Let me tell you what kept me sane in the interim: Maya. Even though Jorge was showing up at 8:30 every morning, and even though that meant having furniture (+books, knick-knacks, etc.) moved and the room ready and the pets sequestered by that time, I still walked Maya every morning. We’d head out around 5:30, 6:00a.m. and do a mile in the hushed darkness.

Sometimes, as the sun was coming up, we’d see bunnies munching on the new spring grass. Or quail, power-walking for cover in the gully. Or an awesome sunrise. Or the mated pair of Canada geese winging silently overhead. One morning, just as we strolled under a very tall pine tree, a great-horned owl called “Hey!” (which sounded like “WHO?” in his language) from the top of the tree. The hoot was so loud in the stillness, Maya and I both startled. Then I laughed. And Maya strained on the leash. (“I don’t know what that was, but we need to get to safety, Mom!”) Even on the day it was lightly sprinkling, we went out, both donning raincoats, unbothered by the damp when we knew we would be warm and dry upon our return.

On those walks, I sucked in the clean, fresh, cold air (since residual dust continued to swirl around my home for days), and I used the time to remind myself that (1) the day would be long but not unending, (2) I maintained control of the process; if my anxiety rose to a dangerous level, I could always ask Jorge to leave for the day, and (3) I am extremely fortunate to be able to afford this upgrade that I’ve been looking forward to for so long. (And “so long!” old carpeting.)

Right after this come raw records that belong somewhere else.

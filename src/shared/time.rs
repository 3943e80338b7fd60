//! Date ↔ unix-seconds conversion for signed fields such as offer expiry.

use chrono::{DateTime, NaiveDate, NaiveDateTime, Utc};

use crate::error::SdkError;

/// Whole unix seconds for `date`, sub-second precision truncated.
///
/// Dates before the epoch are rejected: every on-chain time field is unsigned.
pub fn date_to_unix_seconds(date: &DateTime<Utc>) -> Result<u64, SdkError> {
    u64::try_from(date.timestamp())
        .map_err(|_| SdkError::Validation(format!("date {} is before the unix epoch", date)))
}

/// Parse a date string and convert it to unix seconds.
///
/// Accepts RFC 3339 (`2025-06-01T12:30:00Z`), the `datetime-local` shape
/// `2025-06-01T12:30` (read as UTC), `2025-06-01 12:30:00`, and a bare date
/// (midnight UTC).
pub fn parse_date_to_unix_seconds(input: &str) -> Result<u64, SdkError> {
    let input = input.trim();

    if let Ok(dt) = DateTime::parse_from_rfc3339(input) {
        return date_to_unix_seconds(&dt.with_timezone(&Utc));
    }

    const NAIVE_FORMATS: [&str; 4] = [
        "%Y-%m-%dT%H:%M",
        "%Y-%m-%dT%H:%M:%S",
        "%Y-%m-%d %H:%M",
        "%Y-%m-%d %H:%M:%S",
    ];
    for fmt in NAIVE_FORMATS {
        if let Ok(naive) = NaiveDateTime::parse_from_str(input, fmt) {
            return date_to_unix_seconds(&naive.and_utc());
        }
    }

    if let Ok(day) = NaiveDate::parse_from_str(input, "%Y-%m-%d") {
        if let Some(midnight) = day.and_hms_opt(0, 0, 0) {
            return date_to_unix_seconds(&midnight.and_utc());
        }
    }

    Err(SdkError::Validation(format!("unrecognized date: {:?}", input)))
}

/// Current time in unix seconds.
pub fn now_unix_seconds() -> u64 {
    u64::try_from(Utc::now().timestamp()).unwrap_or_default()
}
//! Local private-key signer (k256).

use alloy_primitives::Address;
use k256::ecdsa::SigningKey;

use super::{address_of, eip191_hash};
use crate::error::SignerError;
use crate::shared::EvmSignature;

/// A secp256k1 key held in process memory.
///
/// Signs canonical messages the same way a browser wallet's `personal_sign`
/// does, so envelopes built with it verify on-chain identically.
#[derive(Clone)]
pub struct LocalSigner {
    key: SigningKey,
    address: Address,
}

impl LocalSigner {
    pub fn from_signing_key(key: SigningKey) -> Self {
        let address = address_of(key.verifying_key());
        Self { key, address }
    }

    /// Parse a 32-byte private key, with or without a `0x` prefix.
    pub fn from_hex(private_key: &str) -> Result<Self, SignerError> {
        let raw = private_key.trim();
        let raw = raw.strip_prefix("0x").unwrap_or(raw);
        let bytes = hex::decode(raw).map_err(|e| SignerError::InvalidKey(e.to_string()))?;
        Self::from_bytes(&bytes)
    }

    pub fn from_bytes(bytes: &[u8]) -> Result<Self, SignerError> {
        let key = SigningKey::from_slice(bytes).map_err(|e| SignerError::InvalidKey(e.to_string()))?;
        Ok(Self::from_signing_key(key))
    }

    /// Fresh random key, mostly useful in tests.
    pub fn random() -> Self {
        Self::from_signing_key(SigningKey::random(&mut rand::thread_rng()))
    }

    pub fn address(&self) -> Address {
        self.address
    }

    /// `personal_sign` over the UTF-8 bytes of `message`.
    pub fn sign_message(&self, message: &str) -> Result<EvmSignature, SignerError> {
        let digest = eip191_hash(message.as_bytes());
        let (sig, recovery_id) = self
            .key
            .sign_prehash_recoverable(digest.as_slice())
            .map_err(|e| SignerError::Rejected(e.to_string()))?;

        let mut bytes = [0u8; 65];
        bytes[..64].copy_from_slice(&sig.to_bytes());
        bytes[64] = recovery_id.to_byte() + 27;
        Ok(EvmSignature::from_bytes(bytes))
    }
}

impl std::fmt::Debug for LocalSigner {
    fn fmt(&self, f: &mut std::fmt::Formatter<'_>) -> std::fmt::Result {
        f.debug_struct("LocalSigner")
            .field("address", &self.address)
            .finish_non_exhaustive()
    }
}
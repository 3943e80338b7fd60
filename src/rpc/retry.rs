//! Retry policies for JSON-RPC requests.

use serde::{Deserialize, Serialize};
use std::time::Duration;

use crate::error::RpcError;
use crate::shared::serde_util::duration_ms;

/// Retry policy for one RPC method.
#[derive(Debug, Clone, Default)]
pub enum RetryPolicy {
    /// No retries. Used for `eth_sendTransaction` and `personal_sign`: a
    /// resent transaction could land twice.
    #[default]
    None,
    /// Retry transport failures, rate limits and 502/503/504. Used for reads.
    Idempotent,
    /// User-provided retry logic.
    Custom(RetryConfig),
}

/// Backoff settings.
#[derive(Debug, Clone, PartialEq, Serialize, Deserialize)]
#[serde(default)]
pub struct RetryConfig {
    /// Retries after the initial request.
    pub max_retries: u32,
    #[serde(with = "duration_ms")]
    pub initial_delay: Duration,
    #[serde(with = "duration_ms")]
    pub max_delay: Duration,
    pub backoff_factor: f64,
    pub jitter: bool,
    /// HTTP statuses that trigger a retry.
    pub retryable_statuses: Vec<u16>,
    /// JSON-RPC error codes that trigger a retry (node overload, missing state).
    pub retryable_codes: Vec<i64>,
}

impl Default for RetryConfig {
    fn default() -> Self {
        Self::idempotent()
    }
}

impl RetryConfig {
    pub fn idempotent() -> Self {
        Self {
            max_retries: 3,
            initial_delay: Duration::from_millis(200),
            max_delay: Duration::from_secs(10),
            backoff_factor: 2.0,
            jitter: true,
            retryable_statuses: vec![429, 502, 503, 504],
            retryable_codes: vec![-32005, -32603],
        }
    }

    /// Delay before retry number `attempt` (0-indexed).
    pub fn delay_for_attempt(&self, attempt: u32) -> Duration {
        let base =
            self.initial_delay.as_millis() as f64 * self.backoff_factor.powi(attempt as i32);
        let capped = base.min(self.max_delay.as_millis() as f64);

        let final_ms = if self.jitter {
            let spread = capped * 0.25;
            (capped + (rand::random::<f64>() - 0.5) * 2.0 * spread).max(0.0)
        } else {
            capped
        };

        Duration::from_millis(final_ms as u64)
    }

    pub fn should_retry(&self, error: &RpcError) -> bool {
        match error {
            RpcError::ServerError { status, .. } => self.retryable_statuses.contains(status),
            RpcError::RateLimited { .. } | RpcError::Timeout => true,
            RpcError::Remote { code, .. } => self.retryable_codes.contains(code),
            #[cfg(feature = "http")]
            RpcError::Reqwest(e) => e.is_connect() || e.is_timeout() || e.is_request(),
            _ => false,
        }
    }
}
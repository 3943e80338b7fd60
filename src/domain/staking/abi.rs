//! Staking contract ABI.

use alloy_sol_types::sol;

sol! {
    #[sol(all_derives)]
    interface IStaking {
        function goldenStaking(bool isStaking, uint256 amountOfStaking, bytes signature_EVVM) external;

        function presaleStaking(
            address user,
            bool isStaking,
            uint256 nonce,
            bytes signature,
            uint256 priorityFee_EVVM,
            uint256 nonce_EVVM,
            bool priorityFlag_EVVM,
            bytes signature_EVVM
        ) external;

        function publicStaking(
            address user,
            bool isStaking,
            uint256 amountOfStaking,
            uint256 nonce,
            bytes signature,
            uint256 priorityFee_EVVM,
            uint256 nonce_EVVM,
            bool priorityFlag_EVVM,
            bytes signature_EVVM
        ) external;

        function publicServiceStaking(
            address user,
            address service,
            bool isStaking,
            uint256 amountOfStaking,
            uint256 nonce,
            bytes signature,
            uint256 priorityFee_EVVM,
            uint256 nonce_EVVM,
            bool priorityFlag_EVVM,
            bytes signature_EVVM
        ) external;
    }
}
//! EVVM registry: assigns instance ids to EVVM deployments.
//!
//! The registry lives on Sepolia whatever chain the registered EVVM runs on.

pub mod abi;
pub mod client;

use alloy_primitives::{Address, B256, U256};
use serde::{Deserialize, Serialize};

use crate::error::{SdkError, SdkResult};
use crate::shared::require_address;
use abi::IRegistryEvvm;

#[derive(Debug, Clone, PartialEq, Eq, Serialize, Deserialize)]
pub struct RegisterEvvm {
    /// Chain the EVVM contract is deployed on.
    pub chain_id: u64,
    pub evvm_address: Address,
}

impl RegisterEvvm {
    pub fn new(chain_id: u64, evvm_address: Address) -> Self {
        Self {
            chain_id,
            evvm_address,
        }
    }

    pub fn validate(&self) -> SdkResult<()> {
        if self.chain_id == 0 {
            return Err(SdkError::Validation("chain id is required".to_string()));
        }
        require_address("EVVM address", &self.evvm_address)
    }

    pub fn to_call(&self) -> SdkResult<IRegistryEvvm::registerEvvmCall> {
        self.validate()?;
        Ok(IRegistryEvvm::registerEvvmCall {
            chainId: U256::from(self.chain_id),
            evvmAddress: self.evvm_address,
        })
    }
}

/// Result of a registration: the id the simulation returned and the sent transaction.
#[derive(Debug, Clone, Copy, PartialEq, Eq, Serialize, Deserialize)]
pub struct Registration {
    pub evvm_id: U256,
    pub tx_hash: B256,
}
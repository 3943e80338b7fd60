//! Username rules and the pre-registration commitment hash.

use alloy_primitives::{keccak256, B256, U256};

use crate::error::SdkError;

/// Minimum username length accepted by the name service.
pub const MIN_USERNAME_LEN: usize = 4;

/// Check a username before committing to it.
///
/// At least four characters, starting with an ASCII letter, followed only by
/// ASCII letters and digits.
pub fn validate_username(username: &str) -> Result<(), SdkError> {
    if username.chars().count() < MIN_USERNAME_LEN {
        return Err(SdkError::Validation(format!(
            "username must be at least {} characters",
            MIN_USERNAME_LEN
        )));
    }

    let mut chars = username.chars();
    let starts_with_letter = chars.next().is_some_and(|c| c.is_ascii_alphabetic());
    if !starts_with_letter || !chars.all(|c| c.is_ascii_alphanumeric()) {
        return Err(SdkError::Validation(
            "username must start with a letter and contain only letters and numbers".to_string(),
        ));
    }
    Ok(())
}

/// `keccak256(abi.encodePacked(string username, uint256 clowNumber))`.
///
/// The name service re-hashes the revealed username byte for byte, so the
/// input is used exactly as given (no case folding, no trimming).
pub fn hash_pre_registered_username(username: &str, clow_number: U256) -> B256 {
    let mut packed = Vec::with_capacity(username.len() + 32);
    packed.extend_from_slice(username.as_bytes());
    packed.extend_from_slice(&clow_number.to_be_bytes::<32>());
    keccak256(packed)
}

#[cfg(test)]
mod tests {
    use super::*;

    #[test]
    fn test_validate_username() {
        assert!(validate_username("alice").is_ok());
        assert!(validate_username("a1b2").is_ok());
        assert!(validate_username("abc").is_err());
        assert!(validate_username("1alice").is_err());
        assert!(validate_username("ali_ce").is_err());
        assert!(validate_username("alicé").is_err());
    }

    #[test]
    fn test_hash_is_deterministic_and_case_sensitive() {
        let n = U256::from(123_456u64);
        assert_eq!(
            hash_pre_registered_username("alice", n),
            hash_pre_registered_username("alice", n)
        );
        assert_ne!(
            hash_pre_registered_username("alice", n),
            hash_pre_registered_username("Alice", n)
        );
        assert_ne!(
            hash_pre_registered_username("alice", n),
            hash_pre_registered_username("alice", n + U256::from(1u64))
        );
    }

    #[test]
    fn test_hash_matches_packed_layout() {
        let mut packed = b"alice".to_vec();
        packed.extend_from_slice(&[0u8; 31]);
        packed.push(7);
        assert_eq!(
            hash_pre_registered_username("alice", U256::from(7u64)),
            keccak256(&packed)
        );
    }
}
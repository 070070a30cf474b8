//! GraphSON 3.0 adjacency-list encoding.
//!
//! One JSON object per line, one line per vertex. Each vertex line carries
//! its properties, its outgoing edges under `outE` and its incoming edges
//! under `inE`, so a reader can rebuild the whole graph line by line.
//!
//! Ids are typed `g:Int64`. Vertex ids are the dense vertex handles; edge
//! ids and then vertex-property ids are drawn from one counter starting
//! after the last vertex id.

use std::collections::BTreeMap;
use std::io::{self, Write};

use serde_json::{json, Map, Value};

use crate::store::{Edge, GraphStore, Vertex};

/// Vertex label written for every account.
pub const VERTEX_LABEL: &str = "person";

/// Property key holding the remote account id.
pub const USER_ID_KEY: &str = "user_id";

fn int64(n: u64) -> Value {
    json!({ "@type": "g:Int64", "@value": n })
}

/// Write the whole store to `out`. Returns the number of vertex lines.
pub fn write_graph<W: Write>(store: &GraphStore, out: &mut W) -> io::Result<usize> {
    let vertex_count = store.vertex_count() as u64;
    let edge_count = store.edge_count() as u64;
    let mut next_property_id = vertex_count + edge_count;

    for vertex in store.vertices() {
        let line = encode_vertex(store, vertex, vertex_count, &mut next_property_id);
        serde_json::to_writer(&mut *out, &line)?;
        out.write_all(b"\n")?;
    }

    out.flush()?;
    Ok(store.vertex_count())
}

fn encode_vertex(
    store: &GraphStore,
    vertex: &Vertex,
    edge_id_base: u64,
    next_property_id: &mut u64,
) -> Value {
    let mut line = Map::new();
    line.insert("id".into(), int64(vertex.handle.index() as u64));
    line.insert("label".into(), Value::from(VERTEX_LABEL));

    let out_e = group_edges(store.out_edges(vertex.handle), edge_id_base, |e| {
        ("inV", e.target.index())
    });
    if !out_e.is_empty() {
        line.insert("outE".into(), Value::Object(out_e));
    }

    let in_e = group_edges(store.in_edges(vertex.handle), edge_id_base, |e| {
        ("outV", e.source.index())
    });
    if !in_e.is_empty() {
        line.insert("inE".into(), Value::Object(in_e));
    }

    let mut properties = Map::new();
    properties.insert(
        USER_ID_KEY.into(),
        json!([{ "id": int64(take(next_property_id)), "value": int64(vertex.external_id.0) }]),
    );
    for (key, value) in &vertex.attributes {
        properties.insert(
            key.as_str().into(),
            json!([{ "id": int64(take(next_property_id)), "value": value }]),
        );
    }
    line.insert("properties".into(), Value::Object(properties));

    Value::Object(line)
}

/// Group edges by label; `other_end` names the far vertex field and index.
fn group_edges<'a>(
    edges: impl Iterator<Item = &'a Edge>,
    edge_id_base: u64,
    other_end: impl Fn(&Edge) -> (&'static str, usize),
) -> Map<String, Value> {
    let mut grouped: BTreeMap<&'static str, Vec<Value>> = BTreeMap::new();
    for edge in edges {
        let (field, vertex_index) = other_end(edge);
        let mut entry = Map::new();
        entry.insert("id".into(), int64(edge_id_base + edge.index as u64));
        entry.insert(field.into(), int64(vertex_index as u64));
        grouped
            .entry(edge.label.as_str())
            .or_default()
            .push(Value::Object(entry));
    }
    grouped
        .into_iter()
        .map(|(label, list)| (label.to_string(), Value::Array(list)))
        .collect()
}

fn take(counter: &mut u64) -> u64 {
    let id = *counter;
    *counter += 1;
    id
}

#[cfg(test)]
mod tests {
    use super::*;
    use followgraph_core::{AttributeKey, EdgeLabel, ExternalId};

    fn sample_store() -> GraphStore {
        let mut store = GraphStore::new();
        let alice = store.get_or_create_vertex(ExternalId(100));
        let bob = store.get_or_create_vertex(ExternalId(200));
        let carol = store.get_or_create_vertex(ExternalId(300));
        store.add_edge(alice, bob, EdgeLabel::Follows).unwrap();
        store.add_edge(alice, carol, EdgeLabel::Follows).unwrap();
        store.set_attribute(carol, AttributeKey::Name, "Carol").unwrap();
        store
    }

    fn lines(store: &GraphStore) -> Vec<Value> {
        let mut buf = Vec::new();
        write_graph(store, &mut buf).unwrap();
        String::from_utf8(buf)
            .unwrap()
            .lines()
            .map(|l| serde_json::from_str(l).unwrap())
            .collect()
    }

    #[test]
    fn test_one_line_per_vertex() {
        let store = sample_store();
        let lines = lines(&store);

        assert_eq!(lines.len(), 3);
        assert_eq!(lines[0]["id"]["@value"], 0);
        assert_eq!(lines[0]["label"], "person");
        assert_eq!(lines[2]["properties"]["user_id"][0]["value"]["@value"], 300);
    }

    #[test]
    fn test_edges_on_both_ends() {
        let lines = lines(&sample_store());

        let out = lines[0]["outE"]["follows"].as_array().unwrap();
        assert_eq!(out.len(), 2);
        assert_eq!(out[0]["inV"]["@value"], 1);
        assert_eq!(out[1]["inV"]["@value"], 2);
        assert!(lines[0].get("inE").is_none());

        let incoming = lines[2]["inE"]["follows"].as_array().unwrap();
        assert_eq!(incoming.len(), 1);
        assert_eq!(incoming[0]["outV"]["@value"], 0);
        assert_eq!(incoming[0]["id"], out[1]["id"]);
    }

    #[test]
    fn test_only_present_attributes_written() {
        let lines = lines(&sample_store());

        let carol = lines[2]["properties"].as_object().unwrap();
        assert_eq!(carol["name"][0]["value"], "Carol");
        assert!(!carol.contains_key("location"));

        let bob = lines[1]["properties"].as_object().unwrap();
        assert_eq!(bob.len(), 1);
    }

    #[test]
    fn test_ids_do_not_collide() {
        let lines = lines(&sample_store());
        let mut ids = Vec::new();
        for line in &lines {
            ids.push(line["id"]["@value"].as_u64().unwrap());
            for edge in line["outE"]["follows"].as_array().into_iter().flatten() {
                ids.push(edge["id"]["@value"].as_u64().unwrap());
            }
            for values in line["properties"].as_object().unwrap().values() {
                ids.push(values[0]["id"]["@value"].as_u64().unwrap());
            }
        }
        let total = ids.len();
        ids.sort_unstable();
        ids.dedup();
        assert_eq!(ids.len(), total);
    }

    #[test]
    fn test_empty_graph_writes_nothing() {
        let mut buf = Vec::new();
        let written = write_graph(&GraphStore::new(), &mut buf).unwrap();
        assert_eq!(written, 0);
        assert!(buf.is_empty());
    }
}
//! Twitter v1.1 REST client.
//!
//! Implements `AccountSource` on top of `users/show`, `friends/ids` and
//! `users/lookup`. Pagination and rate-limit waits are handled here so the
//! crawler only ever sees complete results.

pub mod auth;
pub mod error;
pub mod types;

pub use auth::{Credentials, OAuthCredentials};
pub use error::{Result, TwitterError};
pub use types::{IdsPage, TwitterUser};

use std::time::Duration;

use async_trait::async_trait;
use chrono::Utc;
use followgraph_core::{Account, AccountSource, ExternalId, Profile, SourceError};
use reqwest::header::{HeaderMap, AUTHORIZATION};
use reqwest::StatusCode;
use serde::de::DeserializeOwned;
use serde::Deserialize;

use crate::auth::Nonce;

const DEFAULT_BASE_URL: &str = "https://api.twitter.com/1.1";

/// Largest page `friends/ids` will return.
const IDS_PAGE_SIZE: u32 = 5000;

/// Rate-limit windows are 15 minutes; never sleep longer than one window.
const MAX_RATE_LIMIT_SLEEP_SECS: i64 = 15 * 60;

/// Connection settings for the Twitter API.
///
/// Loaded from the `[twitter]` config section.
#[derive(Debug, Clone, Deserialize)]
pub struct TwitterConfig {
    /// OAuth 1.0a consumer key. The four OAuth fields are used together and
    /// take precedence over `bearer_token`.
    #[serde(default)]
    pub consumer_key: String,

    #[serde(default)]
    pub consumer_secret: String,

    #[serde(default)]
    pub access_token: String,

    #[serde(default)]
    pub access_secret: String,

    /// App-only bearer token.
    #[serde(default)]
    pub bearer_token: String,

    /// API root, without trailing slash.
    #[serde(default = "default_api_base")]
    pub api_base: String,

    /// How many times a rate-limited request waits for the window to reset
    /// before giving up.
    #[serde(default = "default_max_rate_limit_waits")]
    pub max_rate_limit_waits: u32,
}

fn default_api_base() -> String {
    DEFAULT_BASE_URL.to_string()
}

fn default_max_rate_limit_waits() -> u32 {
    15
}

impl Default for TwitterConfig {
    fn default() -> Self {
        Self {
            consumer_key: String::new(),
            consumer_secret: String::new(),
            access_token: String::new(),
            access_secret: String::new(),
            bearer_token: String::new(),
            api_base: default_api_base(),
            max_rate_limit_waits: default_max_rate_limit_waits(),
        }
    }
}

impl TwitterConfig {
    /// The complete credential set to authorize with.
    ///
    /// Fails when OAuth fields are only partly filled in, or when neither
    /// OAuth nor a bearer token is configured.
    pub fn credentials(&self) -> Result<Credentials> {
        let oauth = [
            ("consumer_key", &self.consumer_key),
            ("consumer_secret", &self.consumer_secret),
            ("access_token", &self.access_token),
            ("access_secret", &self.access_secret),
        ];
        let missing: Vec<&str> = oauth
            .iter()
            .filter(|(_, value)| value.trim().is_empty())
            .map(|(name, _)| *name)
            .collect();

        if missing.is_empty() {
            return Ok(Credentials::OAuth1(OAuthCredentials {
                consumer_key: self.consumer_key.clone(),
                consumer_secret: self.consumer_secret.clone(),
                access_token: self.access_token.clone(),
                access_secret: self.access_secret.clone(),
            }));
        }
        if missing.len() < oauth.len() {
            return Err(TwitterError::Credentials(format!(
                "incomplete OAuth 1.0a credentials, missing twitter.{}",
                missing.join(", twitter.")
            )));
        }
        if !self.bearer_token.trim().is_empty() {
            return Ok(Credentials::Bearer(self.bearer_token.clone()));
        }
        Err(TwitterError::Credentials(
            "set twitter.consumer_key, consumer_secret, access_token and access_secret, \
             or twitter.bearer_token"
                .to_string(),
        ))
    }
}

pub struct TwitterClient {
    client: reqwest::Client,
    config: TwitterConfig,
    credentials: Credentials,
}

impl TwitterClient {
    pub fn new(config: TwitterConfig) -> Result<Self> {
        let credentials = config.credentials()?;
        Ok(Self {
            client: reqwest::Client::new(),
            config,
            credentials,
        })
    }

    /// `users/show` for a single screen name.
    pub async fn show_user(&self, screen_name: &str) -> Result<TwitterUser> {
        self.get("users/show.json", &[("screen_name", screen_name.to_string())])
            .await
    }

    /// `friends/ids`, following cursors until the last page.
    pub async fn friend_ids(&self, screen_name: &str) -> Result<Vec<u64>> {
        let mut ids = Vec::new();
        let mut cursor: i64 = -1;

        loop {
            let page: IdsPage = self
                .get(
                    "friends/ids.json",
                    &[
                        ("screen_name", screen_name.to_string()),
                        ("cursor", cursor.to_string()),
                        ("count", IDS_PAGE_SIZE.to_string()),
                    ],
                )
                .await?;

            tracing::debug!(
                screen_name,
                page_ids = page.ids.len(),
                next_cursor = page.next_cursor,
                "Fetched friends page"
            );

            ids.extend(page.ids);
            if page.next_cursor == 0 {
                break;
            }
            cursor = page.next_cursor;
        }

        Ok(ids)
    }

    /// `users/lookup` for a comma-joined id list.
    pub async fn lookup_users(&self, ids: &[ExternalId]) -> Result<Vec<TwitterUser>> {
        if ids.is_empty() {
            return Ok(Vec::new());
        }

        self.get(
            "users/lookup.json",
            &[
                ("include_entities", "false".to_string()),
                ("user_id", join_ids(ids)),
            ],
        )
        .await
    }

    async fn get<T: DeserializeOwned>(&self, path: &str, query: &[(&str, String)]) -> Result<T> {
        let url = format!("{}/{}", self.config.api_base.trim_end_matches('/'), path);
        let mut waits = 0;

        loop {
            let request = self.client.get(&url).query(query);
            let request = match &self.credentials {
                Credentials::OAuth1(oauth) => request.header(
                    AUTHORIZATION,
                    auth::authorization_header(oauth, "GET", &url, query, &Nonce::fresh()),
                ),
                Credentials::Bearer(token) => request.bearer_auth(token),
            };
            let resp = request.send().await?;

            let status = resp.status();
            tracing::debug!(path, status = status.as_u16(), "Twitter request");

            if status == StatusCode::TOO_MANY_REQUESTS {
                if waits >= self.config.max_rate_limit_waits {
                    return Err(TwitterError::RateLimited { waits });
                }
                waits += 1;
                let delay = rate_limit_delay(resp.headers(), Utc::now().timestamp());
                tracing::warn!(
                    path,
                    wait_secs = delay.as_secs(),
                    attempt = waits,
                    "Rate limited, waiting for window reset"
                );
                tokio::time::sleep(delay).await;
                continue;
            }

            if !status.is_success() {
                let body = resp.text().await.unwrap_or_default();
                return Err(TwitterError::Api {
                    status: status.as_u16(),
                    message: body,
                });
            }

            let body = resp.text().await?;
            return Ok(serde_json::from_str(&body)?);
        }
    }
}

#[async_trait]
impl AccountSource for TwitterClient {
    async fn lookup_account(&self, screen_name: &str) -> std::result::Result<Account, SourceError> {
        match self.show_user(screen_name).await {
            Ok(user) => Ok(user.into_account()),
            Err(e) if e.is_not_found() => Err(SourceError::NotFound {
                screen_name: screen_name.to_string(),
            }),
            Err(e) => Err(e.into()),
        }
    }

    async fn list_followed_ids(
        &self,
        screen_name: &str,
    ) -> std::result::Result<Vec<ExternalId>, SourceError> {
        match self.friend_ids(screen_name).await {
            Ok(ids) => Ok(ids.into_iter().map(ExternalId).collect()),
            Err(e) if e.is_not_found() => Err(SourceError::NotFound {
                screen_name: screen_name.to_string(),
            }),
            Err(e) => Err(e.into()),
        }
    }

    async fn lookup_profiles(
        &self,
        ids: &[ExternalId],
    ) -> std::result::Result<Vec<Profile>, SourceError> {
        match self.lookup_users(ids).await {
            Ok(users) => Ok(users.into_iter().map(TwitterUser::into_profile).collect()),
            // None of the requested accounts exist anymore.
            Err(e) if e.is_not_found() => Ok(Vec::new()),
            Err(e) => Err(e.into()),
        }
    }
}

/// Comma-joined id list with a trailing comma, as `users/lookup` accepts.
pub fn join_ids(ids: &[ExternalId]) -> String {
    let mut joined = String::with_capacity(ids.len() * 20);
    for id in ids {
        joined.push_str(&id.0.to_string());
        joined.push(',');
    }
    joined
}

/// Time to sleep until the `x-rate-limit-reset` epoch, plus one second.
///
/// Falls back to a full window when the header is missing or unreadable.
fn rate_limit_delay(headers: &HeaderMap, now_epoch: i64) -> Duration {
    let reset = headers
        .get("x-rate-limit-reset")
        .and_then(|v| v.to_str().ok())
        .and_then(|v| v.trim().parse::<i64>().ok());

    let secs = match reset {
        Some(reset) => (reset - now_epoch + 1).clamp(1, MAX_RATE_LIMIT_SLEEP_SECS),
        None => MAX_RATE_LIMIT_SLEEP_SECS,
    };
    Duration::from_secs(secs as u64)
}
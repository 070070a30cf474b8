//! followgraph-core: Shared types for the followgraph crawler.
//!
//! This crate provides the foundational types used across all followgraph components:
//! - Identity types (`ExternalId`, `VertexHandle`) for account vertices
//! - The closed attribute set copied from remote profiles
//! - The `AccountSource` capability consumed by ingestion and enrichment
//! - The error taxonomy for remote account lookups

pub mod error;
pub mod source;
pub mod types;

pub use error::SourceError;
pub use source::AccountSource;
pub use types::{Account, AttributeKey, EdgeLabel, ExternalId, Profile, VertexHandle};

Gratitude. Gratitude in everything. The clarity of the stars in the pre-dawn sky, the sharp call of the resident Cooper’s hawk as it awakens, the ability to still do a brisk walk—look, Ma, no sciatica!, the progress of the little dog trotting dutifully alongside me (even though she’d rather be hiking or back in her nice warm bed).

Speaking of Maya’s bed: The first day Jorge worked, I kept Maya in my bedroom and stayed with her (and Jenny the Cat) most of the day. As the days progressed, I felt comfortable leaving the room to move things and clean, but checked on both of them frequently, often just lying on the floor next to Maya’s bed, stroking her head, rubbing her back, and kissing her soft puppy ears. (Okay, yeah, she’s nine, not a puppy. Her ears are still that soft, though.) This, as much as the long early walk, helped to keep me calm and “regulated,” as the current mental health jargon goes.